Materials provided section start
// tests/api_recap.rs
//
// HTTP-level tests for the recap endpoint without opening sockets.
// We exercise the router directly via tower::ServiceExt::oneshot.
//
// Covered:
// - GET /health
// - GET /recap status mapping: 400 / 403 / 204 / 200 / 500

use std::sync::{Arc, Mutex};

use anyhow::{anyhow, Result};
use async_trait::async_trait;
use shuttle_axum::axum::{
    body::{self, Body},
    http::{Request, StatusCode},
    Router,
};
use tower::ServiceExt as _; // for `oneshot`

use rss_digest_mailer::ai::ChatModel;
use rss_digest_mailer::api::{router, AppState};
use rss_digest_mailer::compose::RECAP_SYSTEM_PROMPT;
use rss_digest_mailer::config::Settings;
use rss_digest_mailer::ingest::types::{Article, FeedFetcher};
use rss_digest_mailer::recap::{self, RecapToken};

const BODY_LIMIT: usize = 1024 * 1024; // 1MB, safe for tests

const FEED: &str = "https://news.example/rss";
const ARTICLE: &str = "https://news.example/article?id=42&lang=en";
const CODE: &str = "s3cret";

fn test_settings() -> Settings {
    Settings {
        feeds: vec![FEED.to_string()],
        api_key: "sk-test".to_string(),
        model: "gpt-4o-mini".to_string(),
        mail_from: "digest@example.com".to_string(),
        mail_to: "reader@example.com".to_string(),
        smtp_host: "smtp.example.com".to_string(),
        smtp_user: "user".to_string(),
        smtp_pass: "pass".to_string(),
        recap_base_url: "https://fn.example/recap".to_string(),
        recap_code: CODE.to_string(),
    }
}

fn feed_article() -> Article {
    Article {
        title: "The article".to_string(),
        link: ARTICLE.to_string(),
        summary: "<p>short</p>".to_string(),
        published: "Tue, 04 Aug 2026 08:15:00 GMT".to_string(),
        published_at: None,
        content: "<p>the full body</p>".to_string(),
    }
}

struct StubFetcher {
    result: Result<Vec<Article>, String>,
    calls: Mutex<Vec<String>>,
}

impl StubFetcher {
    fn with(articles: Vec<Article>) -> Self {
        Self {
            result: Ok(articles),
            calls: Mutex::new(Vec::new()),
        }
    }

    fn failing(msg: &str) -> Self {
        Self {
            result: Err(msg.to_string()),
            calls: Mutex::new(Vec::new()),
        }
    }

    fn fetch_count(&self) -> usize {
        self.calls.lock().unwrap().len()
    }
}

#[async_trait]
impl FeedFetcher for StubFetcher {
    async fn fetch(&self, url: &str) -> Result<Vec<Article>> {
        self.calls.lock().unwrap().push(url.to_string());
        match &self.result {
            Ok(v) => Ok(v.clone()),
            Err(m) => Err(anyhow!(m.clone())),
        }
    }
}

struct StubModel {
    response: Result<String, String>,
    calls: Mutex<Vec<(String, String)>>,
}

impl StubModel {
    fn replying(raw: &str) -> Self {
        Self {
            response: Ok(raw.to_string()),
            calls: Mutex::new(Vec::new()),
        }
    }

    fn failing(msg: &str) -> Self {
        Self {
            response: Err(msg.to_string()),
            calls: Mutex::new(Vec::new()),
        }
    }

    fn calls(&self) -> Vec<(String, String)> {
        self.calls.lock().unwrap().clone()
    }
}

#[async_trait]
impl ChatModel for StubModel {
    async fn complete(&self, system: &str, user: &str) -> Result<String> {
        self.calls
            .lock()
            .unwrap()
            .push((system.to_string(), user.to_string()));
        match &self.response {
            Ok(s) => Ok(s.clone()),
            Err(m) => Err(anyhow!(m.clone())),
        }
    }

    fn name(&self) -> &'static str {
        "stub"
    }
}

fn test_router(fetcher: Arc<StubFetcher>, model: Arc<StubModel>) -> Router {
    let state = AppState {
        settings: Arc::new(test_settings()),
        model,
        fetcher,
    };
    router(state)
}

fn valid_payload() -> String {
    recap::encode(&RecapToken {
        feed: FEED.to_string(),
        link: ARTICLE.to_string(),
    })
}

async fn get(app: Router, uri: &str) -> shuttle_axum::axum::http::Response<Body> {
    let req = Request::builder()
        .method("GET")
        .uri(uri)
        .body(Body::empty())
        .expect("build request");
    app.oneshot(req).await.expect("oneshot")
}

async fn read_body(resp: shuttle_axum::axum::http::Response<Body>) -> String {
    let bytes = body::to_bytes(resp.into_body(), BODY_LIMIT)
        .await
        .expect("read body")
        .to_vec();
    String::from_utf8(bytes).expect("utf8")
}

#[tokio::test]
async fn health_returns_200_and_ok_body() {
    let app = test_router(
        Arc::new(StubFetcher::with(vec![])),
        Arc::new(StubModel::replying("<p>unused</p>")),
    );
    let resp = get(app, "/health").await;
    assert_eq!(resp.status(), StatusCode::OK);
    assert_eq!(read_body(resp).await.trim(), "OK");
}

#[tokio::test]
async fn missing_payload_is_400_with_no_fetch_and_no_model_call() {
    let fetcher = Arc::new(StubFetcher::with(vec![feed_article()]));
    let model = Arc::new(StubModel::replying("<p>unused</p>"));
    let app = test_router(fetcher.clone(), model.clone());

    let resp = get(app, &format!("/recap?code={CODE}")).await;
    assert_eq!(resp.status(), StatusCode::BAD_REQUEST);
    assert_eq!(fetcher.fetch_count(), 0);
    assert!(model.calls().is_empty());
}

#[tokio::test]
async fn wrong_capability_code_is_403() {
    let fetcher = Arc::new(StubFetcher::with(vec![feed_article()]));
    let app = test_router(fetcher.clone(), Arc::new(StubModel::replying("x")));

    let payload = valid_payload();
    let resp = get(app, &format!("/recap?payload={payload}&code=wrong")).await;
    assert_eq!(resp.status(), StatusCode::FORBIDDEN);
    assert_eq!(fetcher.fetch_count(), 0);
}

#[tokio::test]
async fn missing_capability_code_is_403() {
    let fetcher = Arc::new(StubFetcher::with(vec![feed_article()]));
    let app = test_router(fetcher.clone(), Arc::new(StubModel::replying("x")));

    let payload = valid_payload();
    let resp = get(app, &format!("/recap?payload={payload}")).await;
    assert_eq!(resp.status(), StatusCode::FORBIDDEN);
    assert_eq!(fetcher.fetch_count(), 0);
}

#[tokio::test]
async fn malformed_payload_is_400_with_no_fetch() {
    let fetcher = Arc::new(StubFetcher::with(vec![feed_article()]));
    let app = test_router(fetcher.clone(), Arc::new(StubModel::replying("x")));

    let resp = get(app, &format!("/recap?payload=%21%21not-a-token&code={CODE}")).await;
    assert_eq!(resp.status(), StatusCode::BAD_REQUEST);
    assert_eq!(fetcher.fetch_count(), 0);
}

#[tokio::test]
async fn article_gone_from_feed_is_204_with_empty_body() {
    let other = Article {
        link: "https://news.example/other".to_string(),
        ..feed_article()
    };
    let fetcher = Arc::new(StubFetcher::with(vec![other]));
    let model = Arc::new(StubModel::replying("<p>unused</p>"));
    let app = test_router(fetcher.clone(), model.clone());

    let payload = valid_payload();
    let resp = get(app, &format!("/recap?payload={payload}&code={CODE}")).await;
    assert_eq!(resp.status(), StatusCode::NO_CONTENT);
    assert_eq!(fetcher.fetch_count(), 1);
    assert!(model.calls().is_empty());
    assert!(read_body(resp).await.is_empty());
}

#[tokio::test]
async fn feed_fetch_failure_degrades_to_204() {
    let fetcher = Arc::new(StubFetcher::failing("dns error"));
    let app = test_router(fetcher, Arc::new(StubModel::replying("x")));

    let payload = valid_payload();
    let resp = get(app, &format!("/recap?payload={payload}&code={CODE}")).await;
    assert_eq!(resp.status(), StatusCode::NO_CONTENT);
}

#[tokio::test]
async fn matching_article_returns_the_model_html_verbatim() {
    let fetcher = Arc::new(StubFetcher::with(vec![feed_article()]));
    let model = Arc::new(StubModel::replying("<h1>The article</h1><p>recap</p>"));
    let app = test_router(fetcher.clone(), model.clone());

    let payload = valid_payload();
    let resp = get(app, &format!("/recap?payload={payload}&code={CODE}")).await;
    assert_eq!(resp.status(), StatusCode::OK);
    let content_type = resp
        .headers()
        .get("content-type")
        .and_then(|h| h.to_str().ok())
        .unwrap_or("");
    assert!(content_type.starts_with("text/html"));
    assert_eq!(read_body(resp).await, "<h1>The article</h1><p>recap</p>");

    // One model call, built from the re-fetched article.
    let calls = model.calls();
    assert_eq!(calls.len(), 1);
    let (system, user) = &calls[0];
    assert_eq!(system, RECAP_SYSTEM_PROMPT);
    let input: serde_json::Value = serde_json::from_str(user).unwrap();
    assert_eq!(input["title"], "The article");
    assert_eq!(input["content"], "<p>the full body</p>");
    assert_eq!(input["link"], ARTICLE);
}

#[tokio::test]
async fn model_failure_is_500_distinct_from_not_found() {
    let fetcher = Arc::new(StubFetcher::with(vec![feed_article()]));
    let app = test_router(fetcher, Arc::new(StubModel::failing("provider down")));

    let payload = valid_payload();
    let resp = get(app, &format!("/recap?payload={payload}&code={CODE}")).await;
    assert_eq!(resp.status(), StatusCode::INTERNAL_SERVER_ERROR);
}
Materials provided section end
### Exercise objective
Which lines of the records contain the word "link"? Copy each of them.

### Answer to the exercise
        link: ARTICLE.to_string(),
        link: ARTICLE.to_string(),
        link: "https://news.example/other".to_string(),
    assert_eq!(input["link"], ARTICLE);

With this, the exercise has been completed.